Preparation of Cu-Zn oxide-loaded calcium carbonate composites and their long-lasting and efficient antimicrobial properties

Abstract

Despite the continuous exploration and development of new antibiotics, the emergence of super-resistant bacteria has led to a gradual loss of effectiveness in some antibiotics. Developing new methods and applying antimicrobial materials can effectively reduce antibiotic usage, thereby slowing down the emergence of bacterial resistance. Herein, we present a novel micro-nano composite antimicrobial material synthesized through a one-pot method. This innovative system integrates ZnO, Cu2O, and CuCO3 onto CaCO3 carriers, demonstrating dual advantages of structural simplicity and functional synergy. The composite exhibits exceptional antimicrobial performance with minimum bactericidal concentrations of 15.625 µg/mL against Gram-negative bacteria and 7.8125 µg/mL against Gram-positive bacteria, while maintaining favorable biosafety.
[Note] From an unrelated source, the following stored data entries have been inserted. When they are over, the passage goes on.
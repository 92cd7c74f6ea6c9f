//! Byte-at-a-time stream reassembly.
//!
//! A [`CodecSession`] owns one stream's receive buffer, its reassembly
//! cursor and a transmit scratch buffer. Bytes are pushed in as they arrive;
//! complete, validated packets come out. Independent streams use independent
//! sessions.
//!
//! While a candidate frame accumulates, header-valid positions inside its
//! claimed span are tracked as well. Whichever frame validates first is
//! emitted, so a corrupted length field cannot hold back the frames that
//! follow it.

use std::collections::VecDeque;

use bytes::BytesMut;
use tracing::{debug, trace};

use crate::codec::{
    decode_frame, encode_packet, parse_header, FrameConfig, Packet, ResyncMode, HEADER_SIZE,
    MAX_FRAME_SIZE,
};
use crate::error::Result;
use crate::types::DataType;

/// Reassembly state.
#[derive(Debug, Clone, Copy, PartialEq, Eq)]
pub enum SessionState {
    /// No header located yet.
    Seeking,
    /// A valid header was found; waiting for the rest of the frame.
    Accumulating,
}

/// Snapshot of the reassembly cursor.
#[derive(Debug, Clone, Copy, PartialEq, Eq, Default)]
pub struct Cursor {
    /// Next write position in the receive buffer.
    pub write_pos: usize,
    /// Start of the current candidate frame.
    pub frame_start: usize,
    /// Total length of the candidate frame; 0 while seeking.
    pub expected_len: usize,
}

/// Counters kept across the lifetime of a session.
#[derive(Debug, Clone, Copy, PartialEq, Eq, Default)]
pub struct SessionStats {
    pub bytes_in: u64,
    pub packets: u64,
    /// Candidates whose header checked out but whose frame did not, or that
    /// were abandoned for a frame nested in their claimed span.
    pub rejected: u64,
}

// Header-valid position inside the current candidate's span.
#[derive(Debug, Clone, Copy)]
struct Nested {
    start: usize,
    end: usize,
}

/// Stream reassembler and encoder for a single byte stream.
#[derive(Debug)]
pub struct CodecSession {
    rx: Box<[u8]>,
    cursor: Cursor,
    nested: Vec<Nested>,
    nested_scan: usize,
    ready: VecDeque<Packet>,
    tx: BytesMut,
    resync: ResyncMode,
    stats: SessionStats,
}

impl CodecSession {
    /// Create a session with default configuration.
    pub fn new() -> Self {
        Self::with_config(&FrameConfig::default())
    }

    /// Create a session with explicit configuration.
    ///
    /// Capacity is raised to at least one maximal frame.
    pub fn with_config(config: &FrameConfig) -> Self {
        let capacity = config.session_capacity.max(MAX_FRAME_SIZE);
        Self {
            rx: vec![0u8; capacity].into_boxed_slice(),
            cursor: Cursor::default(),
            nested: Vec::new(),
            nested_scan: 0,
            ready: VecDeque::new(),
            tx: BytesMut::with_capacity(MAX_FRAME_SIZE),
            resync: config.resync,
            stats: SessionStats::default(),
        }
    }

    /// Receive buffer size.
    pub fn capacity(&self) -> usize {
        self.rx.len()
    }

    pub fn cursor(&self) -> Cursor {
        self.cursor
    }

    pub fn stats(&self) -> SessionStats {
        self.stats
    }

    pub fn resync_mode(&self) -> ResyncMode {
        self.resync
    }

    pub fn state(&self) -> SessionState {
        if self.cursor.expected_len == 0 {
            SessionState::Seeking
        } else {
            SessionState::Accumulating
        }
    }

    /// Bytes held in the receive buffer that are not yet part of an emitted
    /// packet.
    pub fn buffered(&self) -> usize {
        self.cursor.write_pos - self.cursor.frame_start
    }

    /// Encode a packet into the session's transmit buffer and return the frame.
    ///
    /// The returned slice is valid until the next call to `encode`.
    pub fn encode(
        &mut self,
        param: Option<[u8; 2]>,
        data_type: DataType,
        element_count: usize,
        payload: Option<&[u8]>,
    ) -> Result<&[u8]> {
        self.tx.clear();
        encode_packet(param, data_type, element_count, payload, &mut self.tx)?;
        Ok(&self.tx[..])
    }

    /// Ingest one byte. Returns a packet if this byte completed one.
    ///
    /// Packets completed in the same call beyond the first are queued and
    /// handed out by [`CodecSession::next_packet`].
    pub fn push_byte(&mut self, byte: u8) -> Option<Packet> {
        if self.cursor.write_pos == self.rx.len() {
            self.make_room();
        }

        self.rx[self.cursor.write_pos] = byte;
        self.cursor.write_pos += 1;
        self.stats.bytes_in += 1;

        self.advance();
        self.ready.pop_front()
    }

    /// Ingest a chunk, returning every packet it completed.
    pub fn feed(&mut self, bytes: &[u8]) -> Vec<Packet> {
        let mut packets = Vec::new();
        for &byte in bytes {
            if let Some(packet) = self.push_byte(byte) {
                packets.push(packet);
            }
        }
        packets.extend(self.ready.drain(..));
        packets
    }

    /// Pop a packet queued by an earlier [`CodecSession::push_byte`].
    pub fn next_packet(&mut self) -> Option<Packet> {
        self.ready.pop_front()
    }

    /// Drop all buffered bytes and queued packets and restart seeking.
    pub fn flush(&mut self) {
        self.cursor = Cursor::default();
        self.nested.clear();
        self.ready.clear();
    }

    fn advance(&mut self) {
        loop {
            let Cursor {
                write_pos,
                frame_start,
                expected_len,
            } = self.cursor;
            let available = write_pos - frame_start;

            if expected_len == 0 {
                if available < HEADER_SIZE {
                    break;
                }
                match parse_header(&self.rx[frame_start..write_pos]) {
                    Ok(header) => {
                        trace!(
                            frame_start,
                            payload_bytes = header.payload_bytes,
                            "header located"
                        );
                        self.cursor.expected_len = header.frame_len();
                        self.nested.clear();
                        self.nested_scan = frame_start + 1;
                    }
                    Err(_) => self.cursor.frame_start += 1,
                }
                continue;
            }

            if available < expected_len {
                if self.settle_nested() {
                    continue;
                }
                break;
            }

            let frame_end = frame_start + expected_len;
            match decode_frame(&self.rx[frame_start..frame_end]) {
                Ok(packet) => self.emit(packet, frame_end),
                Err(err) => {
                    debug!(frame_start, error = %err, "rejecting candidate frame");
                    self.stats.rejected += 1;
                    self.seek_from(frame_start + 1);
                }
            }
        }

        if self.cursor.frame_start == self.cursor.write_pos {
            self.cursor.frame_start = 0;
            self.cursor.write_pos = 0;
        }
    }

    /// Look for frames nested in the current candidate's span that complete
    /// before it does. Returns true if one was emitted.
    fn settle_nested(&mut self) -> bool {
        let Cursor {
            write_pos,
            frame_start,
            expected_len,
        } = self.cursor;
        let frame_end = frame_start + expected_len;

        while self.nested_scan + HEADER_SIZE <= write_pos {
            let start = self.nested_scan;
            self.nested_scan += 1;
            if let Ok(header) = parse_header(&self.rx[start..write_pos]) {
                let end = start + header.frame_len();
                if end < frame_end {
                    self.nested.push(Nested { start, end });
                }
            }
        }

        loop {
            let complete = self
                .nested
                .iter()
                .enumerate()
                .filter(|(_, nested)| nested.end <= write_pos)
                .min_by_key(|(_, nested)| (nested.end, nested.start))
                .map(|(index, _)| index);
            let Some(index) = complete else {
                return false;
            };

            let Nested { start, end } = self.nested.swap_remove(index);
            match decode_frame(&self.rx[start..end]) {
                Ok(packet) => {
                    debug!(
                        frame_start,
                        nested_start = start,
                        "abandoning candidate for nested frame"
                    );
                    self.stats.rejected += 1;
                    self.emit(packet, end);
                    return true;
                }
                Err(err) => trace!(start, error = %err, "nested candidate failed"),
            }
        }
    }

    fn emit(&mut self, packet: Packet, frame_end: usize) {
        trace!(
            data_type = %packet.data_type,
            payload_bytes = packet.payload_bytes(),
            "packet decoded"
        );
        self.stats.packets += 1;
        self.ready.push_back(packet);

        match self.resync {
            ResyncMode::Slide => self.seek_from(frame_end),
            ResyncMode::Reset => {
                let write_pos = self.cursor.write_pos;
                if frame_end < write_pos {
                    debug!(
                        dropped = write_pos - frame_end,
                        "discarding bytes after packet"
                    );
                }
                self.cursor = Cursor::default();
                self.nested.clear();
            }
        }
    }

    fn seek_from(&mut self, frame_start: usize) {
        self.cursor.frame_start = frame_start;
        self.cursor.expected_len = 0;
        self.nested.clear();
    }

    // Called with a full buffer. Capacity holds a maximal frame, so any
    // candidate starting at 0 has already been decided by now.
    fn make_room(&mut self) {
        let Cursor {
            write_pos,
            frame_start,
            ..
        } = self.cursor;
        debug_assert!(frame_start > 0, "full receive buffer with nothing to discard");

        trace!(frame_start, write_pos, "compacting receive buffer");
        self.rx.copy_within(frame_start..write_pos, 0);
        self.cursor.write_pos -= frame_start;
        self.cursor.frame_start = 0;
        self.nested_scan = self.nested_scan.saturating_sub(frame_start);
        for nested in &mut self.nested {
            nested.start -= frame_start;
            nested.end -= frame_start;
        }
    }
}

impl Default for CodecSession {
    fn default() -> Self {
        Self::new()
    }
}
Mechanistic studies reveal a dual bactericidal action: (1) physical disruption of bacterial membranes through permeability alteration and structural damage, leading to critical cellular component leakage (e.g., DNA); (2) intracellular reactive oxygen species (ROS) overproduction triggering oxidative stress. Characterization by thermogravimetric analysis confirms its thermal stability and suitability for polymer processing. The cost-effective synthesis protocol and scalable production potential position this copper-zinc micro-nano composite as a promising candidate for advanced antimicrobial plastics engineering, addressing both efficacy and industrial feasibility requirements.